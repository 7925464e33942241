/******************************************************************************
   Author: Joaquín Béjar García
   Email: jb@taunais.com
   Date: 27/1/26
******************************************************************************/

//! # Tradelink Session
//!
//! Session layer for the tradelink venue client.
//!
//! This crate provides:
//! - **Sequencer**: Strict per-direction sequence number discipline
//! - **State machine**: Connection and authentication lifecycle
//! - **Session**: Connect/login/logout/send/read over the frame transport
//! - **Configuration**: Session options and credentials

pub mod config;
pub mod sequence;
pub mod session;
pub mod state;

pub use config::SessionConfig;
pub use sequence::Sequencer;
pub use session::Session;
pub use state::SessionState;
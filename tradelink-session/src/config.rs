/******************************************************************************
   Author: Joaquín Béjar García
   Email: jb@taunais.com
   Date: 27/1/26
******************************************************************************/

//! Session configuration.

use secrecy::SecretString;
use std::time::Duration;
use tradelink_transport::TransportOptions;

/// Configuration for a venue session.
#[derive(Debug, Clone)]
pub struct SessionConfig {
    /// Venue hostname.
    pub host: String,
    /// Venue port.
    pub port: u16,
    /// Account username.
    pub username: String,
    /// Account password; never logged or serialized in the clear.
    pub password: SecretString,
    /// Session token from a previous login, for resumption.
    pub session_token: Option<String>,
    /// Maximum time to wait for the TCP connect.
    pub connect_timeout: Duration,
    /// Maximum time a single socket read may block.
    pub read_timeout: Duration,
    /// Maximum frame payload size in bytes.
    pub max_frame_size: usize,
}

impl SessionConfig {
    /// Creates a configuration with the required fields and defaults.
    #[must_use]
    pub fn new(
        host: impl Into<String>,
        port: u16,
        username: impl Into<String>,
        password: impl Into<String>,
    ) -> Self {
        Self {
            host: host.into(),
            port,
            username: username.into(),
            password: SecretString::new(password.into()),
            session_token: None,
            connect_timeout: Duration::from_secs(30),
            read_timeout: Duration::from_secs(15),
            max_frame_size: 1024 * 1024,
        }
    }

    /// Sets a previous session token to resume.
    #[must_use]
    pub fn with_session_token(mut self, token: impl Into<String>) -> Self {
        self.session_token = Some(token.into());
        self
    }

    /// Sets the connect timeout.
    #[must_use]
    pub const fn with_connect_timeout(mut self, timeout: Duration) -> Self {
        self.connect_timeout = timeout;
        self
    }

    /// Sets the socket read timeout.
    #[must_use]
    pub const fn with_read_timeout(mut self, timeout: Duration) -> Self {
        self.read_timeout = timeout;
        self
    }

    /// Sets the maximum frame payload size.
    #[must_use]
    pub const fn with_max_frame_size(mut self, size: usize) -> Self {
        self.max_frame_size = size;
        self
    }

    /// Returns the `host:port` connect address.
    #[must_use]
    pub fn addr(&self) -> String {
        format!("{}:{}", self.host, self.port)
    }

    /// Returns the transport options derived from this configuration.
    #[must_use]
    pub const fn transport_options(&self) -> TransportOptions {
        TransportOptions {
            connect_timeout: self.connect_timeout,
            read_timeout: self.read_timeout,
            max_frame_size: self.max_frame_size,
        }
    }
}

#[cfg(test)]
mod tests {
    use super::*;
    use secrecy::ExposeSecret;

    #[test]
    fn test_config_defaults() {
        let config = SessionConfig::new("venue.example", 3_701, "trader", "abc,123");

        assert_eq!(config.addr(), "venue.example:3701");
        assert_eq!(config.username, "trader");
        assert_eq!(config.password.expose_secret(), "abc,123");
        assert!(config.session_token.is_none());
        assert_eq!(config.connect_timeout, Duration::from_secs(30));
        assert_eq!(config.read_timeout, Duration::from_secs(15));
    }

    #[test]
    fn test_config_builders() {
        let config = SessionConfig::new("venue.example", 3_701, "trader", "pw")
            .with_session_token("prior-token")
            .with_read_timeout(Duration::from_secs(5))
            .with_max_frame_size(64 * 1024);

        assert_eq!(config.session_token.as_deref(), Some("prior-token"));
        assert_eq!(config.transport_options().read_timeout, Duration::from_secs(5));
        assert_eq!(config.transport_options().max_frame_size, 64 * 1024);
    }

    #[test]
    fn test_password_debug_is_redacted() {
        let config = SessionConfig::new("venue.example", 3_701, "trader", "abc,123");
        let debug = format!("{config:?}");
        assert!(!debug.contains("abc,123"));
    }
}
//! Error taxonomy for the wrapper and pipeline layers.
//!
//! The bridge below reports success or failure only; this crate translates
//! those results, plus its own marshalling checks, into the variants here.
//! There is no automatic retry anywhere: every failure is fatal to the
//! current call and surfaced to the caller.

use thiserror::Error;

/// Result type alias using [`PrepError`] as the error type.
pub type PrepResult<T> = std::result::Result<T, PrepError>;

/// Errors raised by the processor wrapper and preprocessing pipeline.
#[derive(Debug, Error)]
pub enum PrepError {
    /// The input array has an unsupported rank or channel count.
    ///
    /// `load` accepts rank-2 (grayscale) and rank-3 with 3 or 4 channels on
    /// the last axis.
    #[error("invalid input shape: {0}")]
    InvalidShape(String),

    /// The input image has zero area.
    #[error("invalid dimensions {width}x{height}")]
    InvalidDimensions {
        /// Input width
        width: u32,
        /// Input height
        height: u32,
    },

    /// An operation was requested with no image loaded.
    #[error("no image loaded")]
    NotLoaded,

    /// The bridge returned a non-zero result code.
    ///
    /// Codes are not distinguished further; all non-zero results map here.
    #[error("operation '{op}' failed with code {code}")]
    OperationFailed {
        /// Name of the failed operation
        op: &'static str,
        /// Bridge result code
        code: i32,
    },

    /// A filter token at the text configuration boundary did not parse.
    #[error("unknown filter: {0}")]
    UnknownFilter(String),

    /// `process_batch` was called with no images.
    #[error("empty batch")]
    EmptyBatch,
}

□ □ □ □ □ □ □

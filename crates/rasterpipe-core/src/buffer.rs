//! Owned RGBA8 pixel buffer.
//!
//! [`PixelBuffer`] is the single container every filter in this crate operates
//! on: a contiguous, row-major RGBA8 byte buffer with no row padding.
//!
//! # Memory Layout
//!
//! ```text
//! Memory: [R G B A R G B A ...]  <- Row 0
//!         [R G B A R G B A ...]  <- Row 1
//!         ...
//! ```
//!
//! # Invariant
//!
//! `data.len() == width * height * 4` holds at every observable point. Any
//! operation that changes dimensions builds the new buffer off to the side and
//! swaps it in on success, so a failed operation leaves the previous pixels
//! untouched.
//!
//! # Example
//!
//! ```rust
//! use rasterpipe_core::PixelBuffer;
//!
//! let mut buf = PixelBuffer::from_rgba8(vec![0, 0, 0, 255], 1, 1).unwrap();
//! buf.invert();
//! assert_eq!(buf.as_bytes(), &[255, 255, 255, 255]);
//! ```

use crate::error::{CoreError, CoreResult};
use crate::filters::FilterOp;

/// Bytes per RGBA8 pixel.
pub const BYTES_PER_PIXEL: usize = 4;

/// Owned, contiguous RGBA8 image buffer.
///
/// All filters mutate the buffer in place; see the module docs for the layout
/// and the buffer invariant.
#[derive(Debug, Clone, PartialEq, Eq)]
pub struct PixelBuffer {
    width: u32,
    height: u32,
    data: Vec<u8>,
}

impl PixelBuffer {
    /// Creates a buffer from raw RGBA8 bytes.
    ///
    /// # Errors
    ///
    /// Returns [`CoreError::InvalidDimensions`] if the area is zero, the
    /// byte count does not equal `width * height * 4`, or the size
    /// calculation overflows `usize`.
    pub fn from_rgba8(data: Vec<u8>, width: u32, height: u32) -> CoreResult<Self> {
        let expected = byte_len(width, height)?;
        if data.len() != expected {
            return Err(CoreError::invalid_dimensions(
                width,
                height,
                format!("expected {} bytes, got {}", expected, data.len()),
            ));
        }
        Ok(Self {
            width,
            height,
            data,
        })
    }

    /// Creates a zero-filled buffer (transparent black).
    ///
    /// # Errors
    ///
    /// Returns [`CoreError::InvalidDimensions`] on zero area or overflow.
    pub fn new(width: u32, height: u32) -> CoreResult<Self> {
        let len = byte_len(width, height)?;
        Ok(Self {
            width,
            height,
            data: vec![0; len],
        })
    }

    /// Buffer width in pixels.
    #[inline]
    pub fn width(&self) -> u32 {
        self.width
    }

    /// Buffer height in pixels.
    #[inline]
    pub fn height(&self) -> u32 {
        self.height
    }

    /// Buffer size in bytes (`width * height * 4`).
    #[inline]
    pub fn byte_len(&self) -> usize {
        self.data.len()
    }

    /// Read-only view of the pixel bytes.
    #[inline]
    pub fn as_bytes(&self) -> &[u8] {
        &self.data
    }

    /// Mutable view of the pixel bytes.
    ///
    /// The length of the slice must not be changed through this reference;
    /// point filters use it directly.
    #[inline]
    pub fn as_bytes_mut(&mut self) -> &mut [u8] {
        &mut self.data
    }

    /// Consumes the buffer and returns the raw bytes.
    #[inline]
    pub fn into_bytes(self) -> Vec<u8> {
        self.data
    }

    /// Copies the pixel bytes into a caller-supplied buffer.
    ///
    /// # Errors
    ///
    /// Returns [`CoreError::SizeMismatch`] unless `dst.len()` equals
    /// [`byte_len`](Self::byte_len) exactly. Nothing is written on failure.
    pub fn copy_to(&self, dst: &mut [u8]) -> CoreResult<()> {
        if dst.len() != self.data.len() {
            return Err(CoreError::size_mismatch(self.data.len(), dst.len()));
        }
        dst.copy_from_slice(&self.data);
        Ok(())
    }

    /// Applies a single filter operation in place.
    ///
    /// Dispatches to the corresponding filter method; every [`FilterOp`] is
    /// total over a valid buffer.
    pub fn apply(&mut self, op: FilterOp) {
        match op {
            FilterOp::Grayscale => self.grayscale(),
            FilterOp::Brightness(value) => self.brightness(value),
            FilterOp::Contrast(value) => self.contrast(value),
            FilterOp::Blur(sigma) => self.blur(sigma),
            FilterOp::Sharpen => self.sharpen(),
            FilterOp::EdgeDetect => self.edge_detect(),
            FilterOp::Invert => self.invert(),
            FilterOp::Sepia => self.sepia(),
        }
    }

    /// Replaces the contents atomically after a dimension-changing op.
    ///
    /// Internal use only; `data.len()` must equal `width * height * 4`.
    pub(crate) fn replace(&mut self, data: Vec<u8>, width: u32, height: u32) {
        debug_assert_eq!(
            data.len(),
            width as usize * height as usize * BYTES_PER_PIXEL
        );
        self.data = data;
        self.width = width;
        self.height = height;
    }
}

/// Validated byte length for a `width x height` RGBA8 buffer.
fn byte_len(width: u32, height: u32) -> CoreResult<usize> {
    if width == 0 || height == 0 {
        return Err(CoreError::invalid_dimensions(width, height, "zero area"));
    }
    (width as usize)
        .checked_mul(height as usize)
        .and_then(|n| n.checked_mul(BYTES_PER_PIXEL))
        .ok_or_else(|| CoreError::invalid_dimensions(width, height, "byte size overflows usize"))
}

□ □ □ □ □ □ □

▶ **Problem details**
Count how many lines in the data above hold "contiguous", and give that number by itself.

▶ **Exercise result**
2